‘We work outside, love nature and work for God’: an inside look at the Germantown Dutch Market

Every+Thursday%2C+Friday+and+Saturday%2C+Amish+Dutch+families+make+the+journey+from+their+homes+in+Lancaster%2C+Pennsylvania%2C+to+the+Lancaster+County+Dutch+market+in+Germantown%2C+Maryland.

Stephanie Solomon

Every Thursday, Friday and Saturday, Amish Dutch families make the journey from their homes in Lancaster, Pennsylvania, to the Lancaster County Dutch market in Germantown, Maryland.

By Stephanie Solomon

This story was published in print during the 2021-22 school year.

In preparation for the Saturday morning customer rush, shopkeeper Kate dips ripe apples into a deep bowl of golden caramel, and then carefully rolls them in chopped nuts or M&Ms, coating their sticky exteriors. After setting the candied apples aside on a piece of parchment paper, she admires the perfectly organized cases of fudge and chocolate-covered strawberries some of the most in-demand items at Lapp’s Candies. Lapp’s is one of many family-owned shops at this one-of-a-kind market, where several other vendors — including King’s Barbeque, Beiler’s Doughnuts, Zook’s Cheese and Esh Produce — all crank out fresh food for eager customers visiting the shopping center on Wisteria Drive. Besides their tasty products, these shops all have something in common: They’re owned by Amish Dutch families.

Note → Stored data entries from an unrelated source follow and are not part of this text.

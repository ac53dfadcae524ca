use std::ops::Range;

use float_cmp::approx_eq;
use logos::Logos;
use serde_json::Value;
use snailquote::unescape;

use crate::StencilError;
use crate::StencilResult;
use crate::VariableCollection;
use crate::display_value;
use crate::infer_literal;
use crate::is_truthy;

#[derive(Logos, Debug, Clone, Copy, PartialEq)]
#[logos(skip r"[ \t\r\n]+")]
enum ConditionToken {
	#[token("(")]
	OpenParen,
	#[token(")")]
	CloseParen,
	#[token("!")]
	Not,
	#[token("&&")]
	And,
	#[token("||")]
	Or,
	#[token("==")]
	Equal,
	#[token("!=")]
	NotEqual,
	#[regex(r"[a-zA-Z_][a-zA-Z0-9_.]*")]
	Ident,
	#[regex(r#""([^"\\]|\\.)*""#)]
	DoubleQuotedString,
	#[regex(r"'([^'\\]|\\.)*'")]
	SingleQuotedString,
	#[regex(r"[0-9]+(\.[0-9]+)?")]
	Number,
}

/// Evaluate a condition expression against `variables`.
///
/// Identifiers resolve through the collection (unknown names are null),
/// `true`, `false` and `null` are literals, and operands combine with `!`,
/// `==`, `!=`, `&&`, `||` and parentheses. Parsing stops at the first token
/// that cannot continue the expression, so trailing text such as a comment
/// terminator is ignored.
pub fn evaluate_condition(expression: &str, variables: &VariableCollection) -> StencilResult<bool> {
	let tokens: Vec<_> = ConditionToken::lexer(expression).spanned().collect();
	let mut parser = ConditionParser {
		source: expression,
		tokens,
		cursor: 0,
		variables,
	};

	let value = parser.parse_or()?;
	Ok(is_truthy(&value))
}

struct ConditionParser<'a> {
	source: &'a str,
	tokens: Vec<(Result<ConditionToken, ()>, Range<usize>)>,
	cursor: usize,
	variables: &'a VariableCollection,
}

impl ConditionParser<'_> {
	fn peek(&self) -> Option<ConditionToken> {
		self.tokens
			.get(self.cursor)
			.and_then(|(token, _)| token.ok())
	}

	fn eat(&mut self, expected: ConditionToken) -> bool {
		if self.peek() == Some(expected) {
			self.cursor += 1;
			return true;
		}
		false
	}

	fn slice(&self) -> &str {
		self.tokens
			.get(self.cursor)
			.map_or("", |(_, span)| &self.source[span.clone()])
	}

	fn error(&self, reason: &str) -> StencilError {
		StencilError::InvalidCondition {
			expression: self.source.trim().to_string(),
			reason: reason.to_string(),
		}
	}

	fn parse_or(&mut self) -> StencilResult<Value> {
		let mut value = self.parse_and()?;
		while self.eat(ConditionToken::Or) {
			let right = self.parse_and()?;
			value = Value::Bool(is_truthy(&value) || is_truthy(&right));
		}
		Ok(value)
	}

	fn parse_and(&mut self) -> StencilResult<Value> {
		let mut value = self.parse_unary()?;
		while self.eat(ConditionToken::And) {
			let right = self.parse_unary()?;
			value = Value::Bool(is_truthy(&value) && is_truthy(&right));
		}
		Ok(value)
	}

	fn parse_unary(&mut self) -> StencilResult<Value> {
		if self.eat(ConditionToken::Not) {
			let value = self.parse_unary()?;
			return Ok(Value::Bool(!is_truthy(&value)));
		}

		self.parse_comparison()
	}

	fn parse_comparison(&mut self) -> StencilResult<Value> {
		let left = self.parse_primary()?;

		if self.eat(ConditionToken::Equal) {
			let right = self.parse_primary()?;
			return Ok(Value::Bool(values_equal(&left, &right)));
		}

		if self.eat(ConditionToken::NotEqual) {
			let right = self.parse_primary()?;
			return Ok(Value::Bool(!values_equal(&left, &right)));
		}

		Ok(left)
	}

	fn parse_primary(&mut self) -> StencilResult<Value> {
		let Some(token) = self.peek() else {
			return Err(self.error("expected a value"));
		};
		let slice = self.slice().to_string();

		let value = match token {
			ConditionToken::OpenParen => {
				self.cursor += 1;
				let value = self.parse_or()?;
				if !self.eat(ConditionToken::CloseParen) {
					return Err(self.error("missing closing parenthesis"));
				}
				return Ok(value);
			}
			ConditionToken::Ident => {
				match slice.as_str() {
					"true" => Value::Bool(true),
					"false" => Value::Bool(false),
					"null" => Value::Null,
					name => self.variables.get(name).cloned().unwrap_or(Value::Null),
				}
			}
			ConditionToken::Number => infer_literal(&slice),
			ConditionToken::DoubleQuotedString | ConditionToken::SingleQuotedString => {
				let inner = &slice[1..slice.len() - 1];
				if inner.contains('\\') {
					let unescaped = unescape(inner).map_err(|error| self.error(&error.to_string()))?;
					Value::String(unescaped)
				} else {
					Value::String(inner.to_string())
				}
			}
			_ => return Err(self.error("expected a value")),
		};

		self.cursor += 1;
		Ok(value)
	}
}

fn values_equal(left: &Value, right: &Value) -> bool {
	match (left, right) {
		(Value::Null, Value::Null) => true,
		(Value::Null, _) | (_, Value::Null) => false,
		(Value::Number(left), Value::Number(right)) => {
			match (left.as_f64(), right.as_f64()) {
				(Some(left), Some(right)) => approx_eq!(f64, left, right, ulps = 2),
				_ => left == right,
			}
		}
		(Value::Bool(left), Value::Bool(right)) => left == right,
		_ => display_value(left) == display_value(right),
	}
}
use super::Operation;
use super::OperationProvider;
use crate::ProcessorState;
use crate::StencilResult;
use crate::Trie;
use crate::VariableCollection;
use crate::display_value;

/// Replace formatted variable references with their values.
///
/// Every key visible in the collection becomes a token by substituting it
/// for `{0}` in the format, so with `${0}$` the key `name` is referenced as
/// `$name$`.
#[derive(Debug, Clone)]
pub struct ExpandVariables {
	tokens: Trie,
	values: Vec<Vec<u8>>,
	id: Option<String>,
}

impl ExpandVariables {
	pub fn new(variables: &VariableCollection, format: &str) -> Self {
		let mut tokens = Trie::new();
		let mut values = Vec::new();

		for key in variables.keys() {
			let Some(value) = variables.get(key) else {
				continue;
			};
			let token = format.replace("{0}", key);
			if token.is_empty() {
				continue;
			}

			tokens.insert_with_id(token.as_bytes(), values.len(), ());
			values.push(display_value(value).into_bytes());
		}

		Self {
			tokens,
			values,
			id: None,
		}
	}

	#[must_use]
	pub fn with_id(mut self, id: impl Into<String>) -> Self {
		self.id = Some(id.into());
		self
	}
}

impl OperationProvider for ExpandVariables {
	fn kind(&self) -> &'static str {
		"expand_variables"
	}

	fn id(&self) -> Option<&str> {
		self.id.as_deref()
	}

	fn tokens(&self) -> &Trie {
		&self.tokens
	}

	fn create_operation(&self) -> Box<dyn Operation + '_> {
		Box::new(ExpandVariablesRun(self))
	}
}

struct ExpandVariablesRun<'p>(&'p ExpandVariables);

impl Operation for ExpandVariablesRun<'_> {
	fn handle_match(&mut self, state: &mut ProcessorState<'_>, token: usize) -> StencilResult<bool> {
		let Some(value) = self.0.values.get(token) else {
			return Ok(false);
		};

		state.write(value)?;
		Ok(true)
	}
}
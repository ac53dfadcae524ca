use std::path::PathBuf;

use clap::Parser;
use clap::Subcommand;

#[derive(Parser)]
#[command(
	author,
	version,
	about = "Rewrite text streams with declarative token rules.",
	long_about = "stencil applies the rules in a `stencil.toml` file to an input stream in a single \
	              forward pass: token replacements, removable regions, `#if` style conditionals, \
	              flags that switch rules on and off, file includes and variable \
	              expansion.\n\nQuick start:\n  stencil process template.txt      Print the \
	              result\n  stencil process -i template.txt   Rewrite the file\n  stencil \
	              process --check file  Exit 1 if the file would change\n  stencil tokens        \
	              List every registered token"
)]
pub struct StencilCli {
	#[command(subcommand)]
	pub command: Option<Commands>,

	/// Path to the rule file. Defaults to `stencil.toml`, `.stencil.toml` or
	/// `.config/stencil.toml` in the current directory.
	#[arg(long, short, global = true)]
	pub config: Option<PathBuf>,

	/// Enable verbose output.
	#[arg(long, short, global = true, default_value_t = false)]
	pub verbose: bool,

	/// Disable colored output.
	#[arg(long, global = true, default_value_t = false)]
	pub no_color: bool,
}

#[derive(Subcommand)]
pub enum Commands {
	/// Run the configured rules over a file or stdin.
	///
	/// The result goes to stdout unless `--output` or `--in-place` is given.
	/// Include paths in the rules resolve relative to the rule file.
	Process {
		/// File to process, or `-` for stdin.
		input: PathBuf,

		/// Bytes read per refill. Overrides `chunk_size` from the rule file.
		#[arg(long)]
		chunk_size: Option<usize>,

		/// Write the result to this file.
		#[arg(long, short, conflicts_with = "in_place")]
		output: Option<PathBuf>,

		/// Overwrite the input file with the result.
		#[arg(long, short, default_value_t = false)]
		in_place: bool,

		/// Write nothing and exit with status 1 when the input would change.
		#[arg(long, default_value_t = false, conflicts_with_all = ["output", "in_place"])]
		check: bool,

		/// Print a unified diff between the input and the result instead of
		/// the result.
		#[arg(long, default_value_t = false, conflicts_with_all = ["output", "in_place"])]
		diff: bool,

		/// Set a parameter, overriding the rule file. Repeatable.
		#[arg(long = "set", short = 'D', value_name = "NAME=VALUE", value_parser = parse_parameter)]
		parameters: Vec<(String, String)>,
	},
	/// List every trigger token with its terminal id in the merged scan trie
	/// and the rule that owns it.
	Tokens,
}

fn parse_parameter(raw: &str) -> Result<(String, String), String> {
	raw.split_once('=')
		.map(|(name, value)| (name.trim().to_string(), value.to_string()))
		.filter(|(name, _)| !name.is_empty())
		.ok_or_else(|| format!("expected NAME=VALUE, got `{raw}`"))
}
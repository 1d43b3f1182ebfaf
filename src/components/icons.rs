//! Centralized icon definitions.
//!
//! Icon theme is configured in `config.rs` via `ICON_THEME`.
//! This module maps semantic icon names to the selected theme's icons.

use icondata::Icon;

use crate::config::IconTheme;

// =============================================================================
// Theme Imports
// =============================================================================

mod lucide {
    pub use icondata::{
        LuChevronRight as ChevronRight, LuDownload as Download, LuFile as File,
        LuFolder as Folder, LuFolderPlus as FolderPlus, LuHouse as Home,
        LuTriangleAlert as Alert, LuUpload as Upload,
    };
}

mod bootstrap {
    pub use icondata::{
        BsChevronRight as ChevronRight, BsDownload as Download,
        BsExclamationTriangleFill as Alert, BsFileEarmark as File, BsFolderFill as Folder,
        BsFolderPlus as FolderPlus, BsHouseFill as Home, BsUpload as Upload,
    };
}

// =============================================================================
// Icon Constants (selected based on theme)
// =============================================================================

macro_rules! themed_icon {
    ($name:ident, $theme_name:ident) => {
        pub const $name: Icon = match crate::config::ICON_THEME {
            IconTheme::Lucide => lucide::$theme_name,
            IconTheme::Bootstrap => bootstrap::$theme_name,
        };
    };
}

themed_icon!(HOME, Home);
themed_icon!(FOLDER, Folder);
themed_icon!(FOLDER_PLUS, FolderPlus);
themed_icon!(FILE, File);
themed_icon!(CHEVRON_RIGHT, ChevronRight);
themed_icon!(DOWNLOAD, Download);
themed_icon!(UPLOAD, Upload);
themed_icon!(ALERT, Alert);
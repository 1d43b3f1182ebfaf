//! Upload zone wrapping the file list.
//!
//! Files arrive through a hidden picker or by dropping them anywhere on the
//! listing. Either path hands the same `Vec<File>` to the browser state, so
//! the request and its feedback are identical for both.

use leptos::{ev, prelude::*};
use leptos_icons::Icon;

use super::feedback_note::FeedbackNote;
use super::file_list::FileList;
use crate::app::AppContext;
use crate::components::icons as ic;

stylance::import_crate_style!(css, "src/components/browser/upload.module.css");

/// Collects a `web_sys::FileList` into a plain vector.
fn collect_files(list: &web_sys::FileList) -> Vec<web_sys::File> {
    (0..list.length()).filter_map(|index| list.item(index)).collect()
}

#[component]
pub fn UploadZone() -> impl IntoView {
    let ctx = use_context::<AppContext>().expect("AppContext must be provided");
    let input_ref = NodeRef::<leptos::html::Input>::new();
    let (drag_over, set_drag_over) = signal(false);

    let handle_pick = move |_: ev::Event| {
        let Some(input) = input_ref.get() else { return };
        let Some(list) = input.files() else { return };
        ctx.browser.upload_files(collect_files(&list));
        // Reset so picking the same file again still fires a change event
        input.set_value("");
    };

    let open_picker = move |_: ev::MouseEvent| {
        if let Some(input) = input_ref.get() {
            input.click();
        }
    };

    let handle_drag_over = move |ev: ev::DragEvent| {
        ev.prevent_default();
        set_drag_over.set(true);
    };

    let handle_drag_leave = move |_: ev::DragEvent| {
        set_drag_over.set(false);
    };

    let handle_drop = move |ev: ev::DragEvent| {
        ev.prevent_default();
        set_drag_over.set(false);
        let Some(transfer) = ev.data_transfer() else { return };
        let Some(list) = transfer.files() else { return };
        ctx.browser.upload_files(collect_files(&list));
    };

    let zone_class = move || {
        if drag_over.get() {
            format!("{} {}", css::zone, css::zoneDragOver)
        } else {
            css::zone.to_string()
        }
    };

    view! {
        <section
            class=zone_class
            on:dragover=handle_drag_over
            on:dragleave=handle_drag_leave
            on:drop=handle_drop
        >
            <div class=css::uploadBar>
                <input
                    node_ref=input_ref
                    type="file"
                    multiple=true
                    class=css::fileInput
                    on:change=handle_pick
                />
                <button class=css::uploadButton on:click=open_picker>
                    <span class=css::buttonIcon><Icon icon=ic::UPLOAD /></span>
                    "Upload files"
                </button>
                <span class=css::hint>"or drop files onto the list"</span>
                <FeedbackNote feedback=ctx.browser.upload_feedback />
            </div>
            <FileList />
        </section>
    }
}
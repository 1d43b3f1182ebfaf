//! Inline feedback note.
//!
//! Renders the outcome of a mutation next to the control that caused it.
//! Nothing renders while the slot is empty.

use leptos::prelude::*;

use crate::models::{Feedback, FeedbackKind};

stylance::import_crate_style!(css, "src/components/browser/feedback_note.module.css");

#[component]
pub fn FeedbackNote(feedback: RwSignal<Option<Feedback>>) -> impl IntoView {
    view! {
        {move || feedback.get().map(|note| {
            let class = match note.kind {
                FeedbackKind::Success => format!("{} {}", css::note, css::noteSuccess),
                FeedbackKind::Error => format!("{} {}", css::note, css::noteError),
            };
            view! { <span class=class>{note.message}</span> }
        })}
    }
}
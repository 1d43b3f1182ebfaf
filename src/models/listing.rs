//! Wire contracts for the folder hierarchy service and the partitioned
//! listing derived from them.
//!
//! The backend mixes subfolders and leaf files in one `files` array and
//! discriminates them with a `folder` flag; [`Listing::partition`] splits
//! that array without reordering, dropping, or duplicating entries. Payload
//! shapes are explicit: a response that parses as JSON but does not match
//! these types is treated as a failed load, never passed through.

use serde::{Deserialize, Serialize};

// =============================================================================
// Listing Payloads
// =============================================================================

/// One child entry of a folder, either a subfolder or a leaf file.
#[derive(Clone, Debug, PartialEq, Eq, Deserialize)]
pub struct FolderEntry {
    /// Opaque identifier assigned by the backend.
    pub id: String,
    /// Display name.
    pub name: String,
    /// True for subfolders, false for leaf files.
    pub folder: bool,
}

/// One ancestor folder on the path from the root, root-first.
#[derive(Clone, Debug, PartialEq, Eq, Deserialize)]
pub struct PathSegment {
    /// Opaque identifier of the ancestor.
    pub id: String,
    /// Display name.
    pub name: String,
}

/// Raw body of a listing response.
///
/// Both collections are required; unknown fields (the backend also sends
/// `parentId` per entry) are ignored.
#[derive(Clone, Debug, PartialEq, Eq, Deserialize)]
pub struct ListingPayload {
    /// Children of the requested folder, subfolders and files mixed.
    pub files: Vec<FolderEntry>,
    /// Ancestors of the requested folder, root-first. Empty at the root.
    pub path: Vec<PathSegment>,
}

/// Children of one folder, partitioned for display.
#[derive(Clone, Debug, PartialEq, Eq)]
pub struct Listing {
    /// Subfolder entries, in backend order.
    pub folders: Vec<FolderEntry>,
    /// Leaf file entries, in backend order.
    pub files: Vec<FolderEntry>,
    /// Ancestors of this folder, root-first.
    pub path: Vec<PathSegment>,
}

impl Listing {
    /// Splits a payload's entry list by the `folder` flag.
    ///
    /// Every entry lands in exactly one bucket and relative order within
    /// each bucket is the backend's.
    pub fn partition(payload: ListingPayload) -> Self {
        let (folders, files): (Vec<_>, Vec<_>) =
            payload.files.into_iter().partition(|entry| entry.folder);
        Self {
            folders,
            files,
            path: payload.path,
        }
    }
}

// =============================================================================
// Mutation Payloads
// =============================================================================

/// Body of a folder-creation request.
#[derive(Debug, Serialize)]
pub struct CreateFolderRequest<'a> {
    /// Trimmed, non-empty folder name. All other rules are the backend's.
    pub name: &'a str,
}

/// Interpreted part of a folder-creation response.
///
/// The backend echoes the full created entry; only the identifier matters
/// to the client, everything else is ignored.
#[derive(Clone, Debug, PartialEq, Eq, Deserialize)]
pub struct CreatedFolder {
    /// Identifier of the new folder, used as the navigation target.
    pub id: String,
}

Every Thursday, Friday and Saturday, these families make the journey from their homes in Lancaster, Pennsylvania, to the Lancaster County Dutch market in Germantown, Maryland. A group of Amish businessmen established the market in 1996, with the goal of bringing farm-fresh goods and a unique community’s culture to the Maryland area.

Despite their seclusion from modern society, the Amish Dutch have found success in markets due to outsiders’ curiosity about their unconventional lifestyle. They’re easy to spot in a crowd: Amish women traditionally wear ankle-length, solid-colored dresses, white aprons and “kapps,” or bonnet-like head coverings, while men dress in button-down shirts, broadfall trousers and suspenders. Since the Amish religion prohibits them from operating motorized vehicles, they travel by horse-drawn buggies. These restrictions might seem outlandish to strangers, but for the Amish, they’re simply routine.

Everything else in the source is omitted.